Dans quels cas le CSE peut-il reprocher à l’employeur un délit d’entrave ?

Le délit d’entrave est une infraction pénale destinée à garantir le respect des droits du CSE et de ses membres. C’est le fait de porter volontairement atteinte aux règles de mise en place et de fonctionnement du comité social et économique (CSE), à ses attributions ou au statut protecteur de ses membres. Cette atteinte volontaire peut résulter d’une action ou d'une simple omission de l'employeur. Par exemple, le fait de ne pas consulter le CSE sur les thèmes de consultation prévus par le code du travail peut constituer un délit d’entrave.

Comment agir en cas de délit d’entrave au CSE ?
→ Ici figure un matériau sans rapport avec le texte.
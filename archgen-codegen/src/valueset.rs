//! Enumerations built from terminology value sets.

use std::collections::BTreeSet;

use archgen_core::{placeholder, to_upper_snake, try_normalize};
use archgen_ir::{EnumConstant, EnumType, GeneratedType, TerminologyBinding, TypeRef};

use crate::{
    context::GenerationContext,
    naming::{NameTable, SEGMENT_SEPARATOR},
};

/// Value-set identity: terminology id plus the set of terms.
///
/// Term order does not matter; two bindings listing the same terms in a
/// different order share one enumeration.
#[derive(Debug, Clone, PartialEq, Eq, Hash)]
pub struct ValueSetKey {
    terminology_id: String,
    terms: BTreeSet<(String, String, String)>,
}

impl ValueSetKey {
    pub fn of(binding: &TerminologyBinding) -> Self {
        Self {
            terminology_id: binding.terminology().to_string(),
            terms: binding
                .terms
                .iter()
                .map(|term| {
                    (
                        term.code.clone(),
                        term.label.clone(),
                        term.description().to_string(),
                    )
                })
                .collect(),
        }
    }
}

/// Enumeration for a binding, built once per value set for the whole run.
///
/// `label` names the enumeration when it is first built.
pub fn enum_for(ctx: &mut GenerationContext, label: &str, binding: &TerminologyBinding) -> TypeRef {
    let key = ValueSetKey::of(binding);
    if let Some(existing) = ctx.enums.get(&key) {
        tracing::debug!(name = %existing.name, "reusing enumeration for value set");
        ctx.reused += 1;
        return existing.clone();
    }

    let name = ctx.type_name(label, false);
    let enumeration = build_enum(name, binding, ctx);
    let type_ref = ctx.emit(GeneratedType::Enum(enumeration));
    ctx.enums.insert(key, type_ref.clone());
    type_ref
}

fn build_enum(name: String, binding: &TerminologyBinding, ctx: &GenerationContext) -> EnumType {
    let terminology_id = binding.terminology().to_string();
    let mut identifiers = NameTable::new();
    let mut seen = BTreeSet::new();
    let mut constants = Vec::with_capacity(binding.terms.len());

    for term in &binding.terms {
        if !seen.insert(term.code.as_str()) {
            continue;
        }
        let identifier = identifiers
            .claim([constant_identifier(&term.label, &term.code)], ctx.naming())
            .name;
        constants.push(EnumConstant {
            identifier,
            value: term.label.clone(),
            description: term.description().to_string(),
            terminology_id: terminology_id.clone(),
            code: term.code.clone(),
        });
    }

    EnumType {
        name,
        terminology_id,
        constants,
    }
}

/// UPPER_SNAKE identifier of a term: its label's last segment, or its code.
fn constant_identifier(label: &str, code: &str) -> String {
    let last = label
        .split(SEGMENT_SEPARATOR)
        .rev()
        .find(|segment| !segment.trim().is_empty())
        .unwrap_or_default();
    let normalized = try_normalize(last, false)
        .or_else(|| try_normalize(code, false))
        .unwrap_or_else(|| placeholder(false));
    to_upper_snake(&normalized)
}

#[cfg(test)]
mod tests {
    use archgen_ir::Term;
    use pretty_assertions::assert_eq;

    use super::*;
    use crate::naming::RUST_NAMING;

    fn binding(terms: &[(&str, &str)]) -> TerminologyBinding {
        TerminologyBinding::coded(
            "local",
            terms
                .iter()
                .map(|(code, label)| Term::new(*code, *label))
                .collect(),
        )
    }

    fn context() -> GenerationContext {
        let mut ctx = GenerationContext::new("org.example", "t", &RUST_NAMING, 80);
        ctx.root_name = Some("Root".into());
        ctx
    }

    #[test]
    fn test_constant_identifier() {
        assert_eq!(constant_identifier("Left arm", "at0001"), "LEFT_ARM");
        assert_eq!(constant_identifier("Arm_right side", "at0002"), "RIGHT_SIDE");
        assert_eq!(constant_identifier("1st visit", "at0003"), "N1ST_VISIT");
        assert_eq!(constant_identifier("  ", "at0004"), "AT0004");
    }

    #[test]
    fn test_enum_payload() {
        let mut ctx = context();
        let binding = TerminologyBinding::coded(
            "local",
            vec![
                Term::new("at0001", "Left arm").described("en", "The left arm"),
                Term::new("at0002", "Right arm"),
            ],
        );
        let type_ref = enum_for(&mut ctx, "location_defining_code", &binding);
        assert_eq!(type_ref, TypeRef::new("org.example.root.definition", "Code"));

        let enumeration = ctx.output.enums().next().unwrap();
        assert_eq!(
            enumeration.constants[0],
            EnumConstant {
                identifier: "LEFT_ARM".into(),
                value: "Left arm".into(),
                description: "The left arm".into(),
                terminology_id: "local".into(),
                code: "at0001".into(),
            }
        );
        assert_eq!(enumeration.constants[1].description, "Right arm");
    }

    #[test]
    fn test_memoized_by_value_set() {
        let mut ctx = context();
        let first = enum_for(&mut ctx, "a_code", &binding(&[("1", "One"), ("2", "Two")]));
        let second = enum_for(&mut ctx, "b_code", &binding(&[("2", "Two"), ("1", "One")]));
        assert_eq!(first, second);
        assert_eq!(ctx.output.enums().count(), 1);
        assert_eq!(ctx.reused, 1);

        let other = enum_for(&mut ctx, "a_code", &binding(&[("1", "One")]));
        assert_ne!(first, other);
        assert_eq!(ctx.output.enums().count(), 2);
    }

    #[test]
    fn test_constant_identifiers_unique() {
        let mut ctx = context();
        enum_for(
            &mut ctx,
            "x",
            &binding(&[("1", "Same"), ("2", "same"), ("2", "same"), ("3", "Other")]),
        );
        let identifiers: Vec<_> = ctx
            .output
            .enums()
            .next()
            .unwrap()
            .constants
            .iter()
            .map(|c| c.identifier.as_str())
            .collect();
        assert_eq!(identifiers, vec!["SAME", "SAME2", "OTHER"]);
    }
}
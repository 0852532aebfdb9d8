//! Check command report data structures.

use std::path::{Path, PathBuf};

use archgen_codegen::{Diagnostic, Generation, GenerationStats};

use super::output::{Output, Report};

/// Report data from a generation run whose output is discarded.
#[derive(Debug)]
pub struct CheckReport {
    /// Path to the template file.
    pub template_path: PathBuf,
    /// Name of the root record.
    pub root_name: Option<String>,
    pub diagnostics: Vec<Diagnostic>,
    pub stats: GenerationStats,
}

impl CheckReport {
    pub fn new(template_path: &Path, generation: &Generation) -> Self {
        Self {
            template_path: template_path.to_path_buf(),
            root_name: generation.output.root().map(|root| root.to_string()),
            diagnostics: generation.diagnostics.clone(),
            stats: generation.stats,
        }
    }

    /// Number of warning diagnostics.
    pub fn warning_count(&self) -> usize {
        self.diagnostics
            .iter()
            .filter(|d| d.severity.is_warning())
            .count()
    }
}

impl Report for CheckReport {
    fn render(&self, out: &mut dyn Output) {
        render_diagnostics(&self.diagnostics, out);

        out.preformatted(&format!("✓ {} generates cleanly", self.template_path.display()));
        out.newline();
        if let Some(root) = &self.root_name {
            out.key_value_indented("root", root);
        }
        out.key_value_indented("types", &stats_line(&self.stats));
        let warnings = self.warning_count();
        if warnings > 0 {
            out.key_value_indented("warnings", &warnings.to_string());
        }
    }
}

/// Print every diagnostic in walk order.
pub(super) fn render_diagnostics(diagnostics: &[Diagnostic], out: &mut dyn Output) {
    for diag in diagnostics {
        out.diagnostic(&diag.to_string());
    }
}

pub(super) fn stats_line(stats: &GenerationStats) -> String {
    format!(
        "{} record{}, {} interface{}, {} enum{} ({} reused)",
        stats.records,
        plural(stats.records),
        stats.interfaces,
        plural(stats.interfaces),
        stats.enums,
        plural(stats.enums),
        stats.reused
    )
}

fn plural(count: usize) -> &'static str {
    if count == 1 { "" } else { "s" }
}
//! Indented summary of an output model.

use archgen_codegen::Generation;
use archgen_ir::{GeneratedField, GeneratedType, RecordType};

use super::{
    check::{render_diagnostics, stats_line},
    output::{Output, Report},
};

/// Package, type and field listing of one generation run.
pub struct SummaryReport<'a> {
    generation: &'a Generation,
}

impl<'a> SummaryReport<'a> {
    pub fn new(generation: &'a Generation) -> Self {
        Self { generation }
    }
}

impl Report for SummaryReport<'_> {
    fn render(&self, out: &mut dyn Output) {
        render_diagnostics(&self.generation.diagnostics, out);

        for (package, types) in self.generation.output.packages() {
            out.section(&format!("package {}", package));
            for ty in types {
                render_type(ty, out);
            }
            out.newline();
        }
        out.preformatted(&stats_line(&self.generation.stats));
    }
}

fn render_type(ty: &GeneratedType, out: &mut dyn Output) {
    match ty {
        GeneratedType::Record(record) => {
            out.item(1, &record_heading(record));
            for field in &record.fields {
                out.item(2, &field_line(field));
            }
        }
        GeneratedType::Interface(interface) => {
            out.item(1, &format!("interface {}", interface.name));
            for implementor in &interface.implementors {
                out.item(2, &format!("| {}", implementor.name));
            }
        }
        GeneratedType::Enum(enumeration) => {
            out.item(
                1,
                &format!("enum {} ({})", enumeration.name, enumeration.terminology_id),
            );
            for constant in &enumeration.constants {
                out.item(
                    2,
                    &format!("{} = {} \"{}\"", constant.identifier, constant.code, constant.value),
                );
            }
        }
    }
}

fn record_heading(record: &RecordType) -> String {
    let mut heading = format!("record {}", record.name);
    if let Some(interface) = &record.implements {
        heading.push_str(&format!(": {}", interface.name));
    }
    if let Some(discriminant) = &record.discriminant {
        heading.push_str(&format!(" [{}]", discriminant));
    }
    if let Some(archetype) = &record.archetype_id {
        heading.push_str(&format!(" @{}", archetype));
    }
    if let Some(template) = &record.template_id {
        heading.push_str(&format!(" @template {}", template));
    }
    heading
}

fn field_line(field: &GeneratedField) -> String {
    let mut line = format!("{}: {}", field.name, field.ty);
    if !field.source_path.is_empty() {
        line.push_str(&format!(" <- {}", field.source_path));
    }
    if field.is_identity {
        line.push_str(" (identity)");
    }
    line
}

#[cfg(test)]
mod tests {
    use archgen_codegen::{GeneratorConfig, generate};
    use archgen_core::RmTypeRegistry;
    use archgen_ir::{Template, TemplateNode};
    use pretty_assertions::assert_eq;

    use super::*;
    use crate::reports::BufferOutput;

    #[test]
    fn test_render_summary() {
        let template = Template {
            template_id: "vitals".into(),
            tree: TemplateNode::new("vitals", "Vitals", "COMPOSITION", "/")
                .with_child(TemplateNode::new("note", "Note", "DV_COUNT", "/note").with_max(-1)),
        };
        let generation = generate(
            &template,
            &RmTypeRegistry::openehr(),
            &GeneratorConfig::default().with_package("org.example"),
        )
        .unwrap();

        let mut out = BufferOutput::default();
        SummaryReport::new(&generation).render(&mut out);

        assert!(out.stderr.is_empty());
        assert_eq!(
            out.stdout,
            [
                "package org.example.composition",
                "  record Composition @template vitals",
                "    magnitude: list<integer> <- note|magnitude",
                "    versionUid: rm:VERSION_UID (identity)",
                "",
                "1 record, 0 interfaces, 0 enums (0 reused)",
            ]
        );
    }
}
//! Generator configuration.

use archgen_core::{ExpandedField, RmTypeRegistry};
use archgen_ir::TypeRef;
use archgen_manifest::{DEFAULT_MAX_WIDTH, DEFAULT_PACKAGE, Language, Manifest};

/// Package of the shared, protocol-level code-phrase enumerations.
pub const SHARED_DEFINITION_PACKAGE: &str = "org.ehrbase.shareddefinition";

/// Field labels whose code-phrase type is a fixed shared enumeration.
const WELL_KNOWN_CODE_PHRASES: &[(&str, &str)] = &[
    ("language", "Language"),
    ("setting_defining_code", "SettingDefiningCode"),
    ("category_defining_code", "CategoryDefiningCode"),
    ("territory", "Territory"),
    ("math_function_defining_code", "MathFunctionDefiningCode"),
];

/// Shared enumeration for a well-known code-phrase field label.
pub fn well_known_code_phrase(label: &str) -> Option<TypeRef> {
    WELL_KNOWN_CODE_PHRASES
        .iter()
        .find(|(known, _)| *known == label)
        .map(|(_, name)| TypeRef::new(SHARED_DEFINITION_PACKAGE, *name))
}

/// In-memory form of the `[generator]` settings.
#[derive(Debug, Clone, PartialEq, Eq)]
pub struct GeneratorConfig {
    /// Base package of generated types.
    pub package: String,
    /// Target whose reserved words identifiers must avoid.
    pub naming: Language,
    /// Type names longer than this are abbreviated.
    pub class_name_max_width: usize,
    /// Add the version-uid identity field to the root record.
    pub identity_field: bool,
}

impl Default for GeneratorConfig {
    fn default() -> Self {
        Self {
            package: DEFAULT_PACKAGE.to_string(),
            naming: Language::default(),
            class_name_max_width: DEFAULT_MAX_WIDTH,
            identity_field: true,
        }
    }
}

impl GeneratorConfig {
    pub fn from_manifest(manifest: &Manifest) -> Self {
        let generator = &manifest.generator;
        Self {
            package: generator.package.clone(),
            naming: generator.naming,
            class_name_max_width: generator.class_name_max_width,
            identity_field: generator.identity_field,
        }
    }

    /// Override the base package.
    pub fn with_package(mut self, package: impl Into<String>) -> Self {
        self.package = package.into();
        self
    }
}

/// The openEHR registry with the manifest's `[types]` and `[expand]` applied.
pub fn registry_from_manifest(manifest: &Manifest) -> RmTypeRegistry {
    let mut registry = RmTypeRegistry::openehr();
    for (rm_type, scalar) in manifest.type_overrides() {
        registry.register(rm_type, scalar);
    }
    for (rm_type, fields) in manifest.expansions() {
        let fields = fields
            .into_iter()
            .map(|(attribute, scalar)| ExpandedField::new(attribute, scalar))
            .collect();
        registry.expand(rm_type, fields);
    }
    registry
}
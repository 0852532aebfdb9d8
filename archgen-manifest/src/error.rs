use std::path::PathBuf;

use miette::{Diagnostic, NamedSource, SourceSpan};
use thiserror::Error;

/// Result type for manifest and template loading (boxed to reduce size on stack)
pub type Result<T> = std::result::Result<T, Box<Error>>;

/// Source context for error reporting.
///
/// Encapsulates the source content and filename, reducing parameter passing
/// in error factory functions.
///
/// # Example
///
/// ```ignore
/// let ctx = SourceContext::new(content, "archgen.toml");
/// ctx.validation_error("package cannot be empty");
/// ctx.unknown_scalar_error("decimel", "types.DV_PROPORTION", span);
/// ```
#[derive(Debug, Clone)]
pub struct SourceContext {
    src: String,
    filename: String,
}

impl SourceContext {
    /// Create a new source context.
    pub fn new(src: impl Into<String>, filename: impl Into<String>) -> Self {
        Self {
            src: src.into(),
            filename: filename.into(),
        }
    }

    /// Get the source content.
    pub fn src(&self) -> &str {
        &self.src
    }

    /// Get the filename.
    pub fn filename(&self) -> &str {
        &self.filename
    }

    /// Create a NamedSource for miette error reporting.
    pub fn named_source(&self) -> NamedSource<String> {
        NamedSource::new(&self.filename, self.src.clone())
    }

    /// Create a parse error from a toml error.
    pub fn parse_error(&self, source: toml::de::Error) -> Box<Error> {
        let span = source.span().map(SourceSpan::from);
        Box::new(Error::Parse {
            src: self.named_source(),
            span,
            source,
        })
    }

    /// Create a template error from a JSON error.
    ///
    /// serde_json reports 1-based line/column positions; these are mapped
    /// back to a byte offset in the source.
    pub fn template_error(&self, source: serde_json::Error) -> Box<Error> {
        let span = byte_offset(&self.src, source.line(), source.column())
            .map(|offset| SourceSpan::from((offset, 0)));
        Box::new(Error::Template {
            src: self.named_source(),
            span,
            source,
        })
    }

    /// Create a validation error without a span.
    pub fn validation_error(&self, message: impl Into<String>) -> Box<Error> {
        Box::new(Error::Validation {
            src: self.named_source(),
            span: None,
            message: message.into(),
        })
    }

    /// Create a validation error with a span.
    pub fn validation_error_at(
        &self,
        message: impl Into<String>,
        span: impl Into<SourceSpan>,
    ) -> Box<Error> {
        Box::new(Error::Validation {
            src: self.named_source(),
            span: Some(span.into()),
            message: message.into(),
        })
    }

    /// Create an unknown scalar error.
    pub fn unknown_scalar_error(
        &self,
        name: impl Into<String>,
        context: impl Into<String>,
        span: Option<SourceSpan>,
    ) -> Box<Error> {
        Box::new(Error::UnknownScalar {
            src: self.named_source(),
            span,
            name: name.into(),
            context: context.into(),
        })
    }
}

/// Byte offset of a 1-based line/column position.
fn byte_offset(src: &str, line: usize, column: usize) -> Option<usize> {
    if line == 0 {
        return None;
    }
    let line_start: usize = src
        .split_inclusive('\n')
        .take(line - 1)
        .map(str::len)
        .sum();
    let line_text = src[line_start..].lines().next().unwrap_or("");
    let within: usize = line_text
        .chars()
        .take(column.saturating_sub(1))
        .map(char::len_utf8)
        .sum();
    Some((line_start + within).min(src.len()))
}

#[derive(Debug, Error, Diagnostic)]
pub enum Error {
    #[error("failed to read '{path}'")]
    #[diagnostic(help("check that the file exists and is readable"))]
    Io {
        path: PathBuf,
        #[source]
        source: std::io::Error,
    },

    #[error("failed to parse archgen.toml")]
    #[diagnostic(code(archgen::parse_error))]
    Parse {
        #[source_code]
        src: NamedSource<String>,
        #[label("parse error here")]
        span: Option<SourceSpan>,
        #[source]
        source: toml::de::Error,
    },

    #[error("failed to parse template")]
    #[diagnostic(
        code(archgen::template_error),
        help("a template is a JSON object with 'templateId' and 'tree'")
    )]
    Template {
        #[source_code]
        src: NamedSource<String>,
        #[label("{source}")]
        span: Option<SourceSpan>,
        #[source]
        source: serde_json::Error,
    },

    #[error("{message}")]
    #[diagnostic(code(archgen::validation_error))]
    Validation {
        #[source_code]
        src: NamedSource<String>,
        #[label("{message}")]
        span: Option<SourceSpan>,
        message: String,
    },

    #[error("unknown scalar '{name}' in {context}")]
    #[diagnostic(
        code(archgen::unknown_scalar),
        help(
            "valid scalars are: text, boolean, integer, decimal, date_time, duration, uri, or an upper-case RM class name such as DV_QUANTITY"
        )
    )]
    UnknownScalar {
        #[source_code]
        src: NamedSource<String>,
        #[label("unknown scalar")]
        span: Option<SourceSpan>,
        name: String,
        context: String,
    },
}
Le premier réflexe que doit avoir le CSE qui estime être victime d’un délit d’entrave est d’informer par écrit l’inspecteur du travail de la situation. Celui-ci pourra décider d’intervenir auprès de l’employeur pour lui demander de respecter les droits du CSE et de mettre immédiatement fin à l’entrave. Si besoin est, l’inspecteur du travail pourra dresser un procès-verbal afin de constater l’infraction et le transmettre au procureur de la République pour d’éventuelles poursuites. Les poursuites pénales peuvent aussi être déclenchées par le ministère public sur la base d’une plainte de la victime.